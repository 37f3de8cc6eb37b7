use std::collections::{HashMap, HashSet};
use std::sync::Arc;
use std::time::Duration;

use crate::financials::{EnrichOptions, FinancialSummary, StatementSource};
use crate::pipeline::{LoadState, Pipeline, PipelineOptions, SortField};
use crate::registry::{EntityRecord, EntitySource, FilterCriteria, RegistryError};
use crate::view::ViewModel;

fn entity(org: &str, name: &str, employees: u32, industry: &str) -> EntityRecord {
    EntityRecord {
        org_number: org.to_string(),
        name: name.to_string(),
        employees,
        industry_code: industry.to_string(),
        industry_label: format!("industry {industry}"),
        legal_form: "AS".to_string(),
        city: "OSLO".to_string(),
    }
}

#[derive(Debug, Default)]
struct FakeRegistry {
    records: Vec<EntityRecord>,
    fail: bool,
    // Name criterion that makes this fetch stall, to simulate a slow cycle.
    slow_name: Option<String>,
    slow_records: Vec<EntityRecord>,
}

impl EntitySource for FakeRegistry {
    async fn fetch_entities(
        &self,
        criteria: &FilterCriteria,
        _limit: usize,
    ) -> Result<Vec<EntityRecord>, RegistryError> {
        if self.fail {
            return Err(RegistryError::Parse {
                message: "upstream shape changed".to_string(),
            });
        }
        if self.slow_name.as_deref() == Some(criteria.name.as_str()) {
            tokio::time::sleep(Duration::from_millis(80)).await;
            return Ok(self.slow_records.clone());
        }
        Ok(self.records.clone())
    }
}

#[derive(Debug, Default)]
struct FakeFinancials {
    summaries: HashMap<String, FinancialSummary>,
    failing: HashSet<String>,
}

impl FakeFinancials {
    fn with_revenue(orgs: &[(&str, i64)]) -> Self {
        let mut summaries = HashMap::new();
        for (org, revenue) in orgs {
            summaries.insert(
                org.to_string(),
                FinancialSummary {
                    fiscal_year: Some(2023),
                    revenue: Some(*revenue),
                    ..Default::default()
                },
            );
        }
        Self {
            summaries,
            failing: HashSet::new(),
        }
    }
}

impl StatementSource for FakeFinancials {
    async fn fetch_statement(&self, org_number: &str) -> Option<FinancialSummary> {
        if self.failing.contains(org_number) {
            return None;
        }
        self.summaries.get(org_number).copied()
    }
}

fn unpaced_options() -> PipelineOptions {
    PipelineOptions {
        enrich: EnrichOptions {
            rate: 0,
            ..Default::default()
        },
        ..Default::default()
    }
}

#[tokio::test]
async fn load_enriches_and_derives_facets() {
    let registry = FakeRegistry {
        records: vec![
            entity("1", "BDO AS", 1288, "69.201"),
            entity("2", "BDO ADVOKATER AS", 84, "69.100"),
        ],
        ..Default::default()
    };
    let financials = FakeFinancials::with_revenue(&[("1", 3_200_000_000), ("2", 150_000_000)]);
    let pipeline = Pipeline::new(registry, financials, unpaced_options());

    let state = pipeline.load(FilterCriteria::default()).await;
    assert_eq!(state, LoadState::Loaded);

    let facets = pipeline.facets();
    assert_eq!(facets.industries.len(), 2);

    let ViewModel::Loaded(page) = pipeline.view() else {
        panic!("expected loaded view");
    };
    assert_eq!(page.total_count, 2);
    assert_eq!(page.rows[0].entity.org_number, "1");
    assert_eq!(
        page.rows[0].financials.and_then(|f| f.revenue),
        Some(3_200_000_000)
    );
}

#[tokio::test]
async fn enrichment_failures_are_isolated_per_record() {
    let records: Vec<EntityRecord> = (1..=10)
        .map(|i| entity(&i.to_string(), &format!("org {i}"), i, "69.201"))
        .collect();
    let mut financials = FakeFinancials::default();
    for i in 1..=10u32 {
        financials.summaries.insert(
            i.to_string(),
            FinancialSummary {
                fiscal_year: Some(2023),
                revenue: Some(i64::from(i)),
                ..Default::default()
            },
        );
    }
    financials.failing.insert("3".to_string());
    financials.failing.insert("7".to_string());

    let registry = FakeRegistry {
        records,
        ..Default::default()
    };
    let pipeline = Pipeline::new(registry, financials, unpaced_options());

    let state = pipeline.load(FilterCriteria::default()).await;
    assert_eq!(state, LoadState::Loaded);

    pipeline.with_collection(|collection| {
        let with_summary = collection
            .all()
            .iter()
            .filter(|r| r.financials.is_some())
            .count();
        let without_summary = collection
            .all()
            .iter()
            .filter(|r| r.financials.is_none())
            .count();
        assert_eq!(with_summary, 8);
        assert_eq!(without_summary, 2);
    });
}

#[tokio::test]
async fn end_to_end_min_employees_scenario() {
    let registry = FakeRegistry {
        records: vec![
            entity("993606650", "BDO AS", 1288, "69.201"),
            entity("996449318", "BDO ADVOKATER AS", 84, "69.100"),
        ],
        ..Default::default()
    };
    let financials = FakeFinancials::default();
    let pipeline = Pipeline::new(registry, financials, unpaced_options());

    let criteria = FilterCriteria {
        min_employees: 1000,
        ..Default::default()
    };
    let state = pipeline.load(criteria).await;
    assert_eq!(state, LoadState::Loaded);

    let ViewModel::Loaded(page) = pipeline.view() else {
        panic!("expected loaded view");
    };
    assert_eq!(page.total_count, 1);
    assert_eq!(page.rows[0].entity.org_number, "993606650");
    assert_eq!(page.summary.total_companies, 1);
    assert_eq!(page.summary.large_companies, 1);
}

#[tokio::test]
async fn failed_load_surfaces_failed_state_and_clears_rows() {
    let ok_registry = FakeRegistry {
        records: vec![entity("1", "BDO AS", 1288, "69.201")],
        ..Default::default()
    };
    let pipeline = Pipeline::new(ok_registry, FakeFinancials::default(), unpaced_options());
    pipeline.load(FilterCriteria::default()).await;
    assert_eq!(pipeline.state(), LoadState::Loaded);

    // Same pipeline semantics, now against a failing upstream.
    let failing = FakeRegistry {
        fail: true,
        ..Default::default()
    };
    let pipeline = Pipeline::new(failing, FakeFinancials::default(), unpaced_options());
    let state = pipeline.load(FilterCriteria::default()).await;
    assert!(matches!(state, LoadState::Failed(_)));
    assert!(matches!(pipeline.view(), ViewModel::Failed { .. }));
    pipeline.with_collection(|collection| {
        assert!(collection.all().is_empty());
        assert!(collection.records().is_empty());
    });
}

#[tokio::test]
async fn stale_cycle_does_not_overwrite_newer_load() {
    let registry = FakeRegistry {
        records: vec![entity("fast", "Fast AS", 10, "69.201")],
        slow_name: Some("slow".to_string()),
        slow_records: vec![entity("slow", "Slow AS", 99, "69.100")],
        ..Default::default()
    };
    let pipeline = Arc::new(Pipeline::new(
        registry,
        FakeFinancials::default(),
        unpaced_options(),
    ));

    let slow = tokio::spawn({
        let pipeline = pipeline.clone();
        async move {
            pipeline
                .load(FilterCriteria {
                    name: "slow".to_string(),
                    ..Default::default()
                })
                .await
        }
    });

    tokio::time::sleep(Duration::from_millis(10)).await;
    let fast_state = pipeline.load(FilterCriteria::default()).await;
    assert_eq!(fast_state, LoadState::Loaded);

    slow.await.unwrap();

    pipeline.with_collection(|collection| {
        let orgs: Vec<&str> = collection
            .all()
            .iter()
            .map(|r| r.entity.org_number.as_str())
            .collect();
        assert_eq!(orgs, vec!["fast"]);
        assert_eq!(collection.criteria().name, "");
    });
    assert_eq!(pipeline.state(), LoadState::Loaded);
}

#[tokio::test]
async fn stale_failure_does_not_mark_newer_load_failed() {
    // The slow cycle fails after the fast cycle already committed; the
    // failure belongs to a superseded cycle and must be discarded.
    #[derive(Debug)]
    struct SlowFailingRegistry {
        records: Vec<EntityRecord>,
    }

    impl EntitySource for SlowFailingRegistry {
        async fn fetch_entities(
            &self,
            criteria: &FilterCriteria,
            _limit: usize,
        ) -> Result<Vec<EntityRecord>, RegistryError> {
            if criteria.name == "doomed" {
                tokio::time::sleep(Duration::from_millis(80)).await;
                return Err(RegistryError::Parse {
                    message: "late failure".to_string(),
                });
            }
            Ok(self.records.clone())
        }
    }

    let pipeline = Arc::new(Pipeline::new(
        SlowFailingRegistry {
            records: vec![entity("1", "Fast AS", 10, "69.201")],
        },
        FakeFinancials::default(),
        unpaced_options(),
    ));

    let doomed = tokio::spawn({
        let pipeline = pipeline.clone();
        async move {
            pipeline
                .load(FilterCriteria {
                    name: "doomed".to_string(),
                    ..Default::default()
                })
                .await
        }
    });

    tokio::time::sleep(Duration::from_millis(10)).await;
    pipeline.load(FilterCriteria::default()).await;
    doomed.await.unwrap();

    assert_eq!(pipeline.state(), LoadState::Loaded);
    pipeline.with_collection(|collection| assert_eq!(collection.all().len(), 1));
}

#[tokio::test]
async fn apply_filter_supersedes_in_flight_load() {
    let registry = FakeRegistry {
        records: vec![entity("fast", "Fast AS", 10, "69.201")],
        slow_name: Some("slow".to_string()),
        slow_records: vec![entity("slow", "Slow AS", 99, "69.100")],
        ..Default::default()
    };
    let pipeline = Arc::new(Pipeline::new(
        registry,
        FakeFinancials::default(),
        unpaced_options(),
    ));

    pipeline.load(FilterCriteria::default()).await;

    let slow = tokio::spawn({
        let pipeline = pipeline.clone();
        async move {
            pipeline
                .load(FilterCriteria {
                    name: "slow".to_string(),
                    ..Default::default()
                })
                .await
        }
    });
    tokio::time::sleep(Duration::from_millis(10)).await;
    pipeline.apply_filter(FilterCriteria {
        min_employees: 5,
        ..Default::default()
    });
    slow.await.unwrap();

    // The locally filtered view stands; the stale load never committed.
    pipeline.with_collection(|collection| {
        assert_eq!(collection.all().len(), 1);
        assert_eq!(collection.all()[0].entity.org_number, "fast");
        assert_eq!(collection.criteria().min_employees, 5);
    });
}

#[tokio::test]
async fn sort_and_paging_flow_over_loaded_collection() {
    let registry = FakeRegistry {
        records: vec![
            entity("1", "Alpha", 30, "a"),
            entity("2", "Beta", 20, "b"),
            entity("3", "Gamma", 10, "c"),
        ],
        ..Default::default()
    };
    let financials = FakeFinancials::with_revenue(&[("1", 100), ("3", 300)]);
    let options = PipelineOptions {
        page_size: 2,
        ..unpaced_options()
    };
    let pipeline = Pipeline::new(registry, financials, options);
    pipeline.load(FilterCriteria::default()).await;

    pipeline.sort_by(SortField::Revenue);
    let ViewModel::Loaded(page) = pipeline.view() else {
        panic!("expected loaded view");
    };
    // Descending revenue: 300, 100, then the record with no statement.
    assert_eq!(page.rows[0].entity.org_number, "3");
    assert_eq!(page.rows[1].entity.org_number, "1");

    pipeline.set_page(99);
    let ViewModel::Loaded(page) = pipeline.view() else {
        panic!("expected loaded view");
    };
    assert_eq!(page.page, 2);
    assert_eq!(page.rows.len(), 1);
    assert_eq!(page.rows[0].entity.org_number, "2");
}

━━━━

* [Description of the task] Your answer must be every line from the entries that contains the string "struct", copied as it stands.

* [Solution to this problem]
struct FakeRegistry {
struct FakeFinancials {
    struct SlowFailingRegistry {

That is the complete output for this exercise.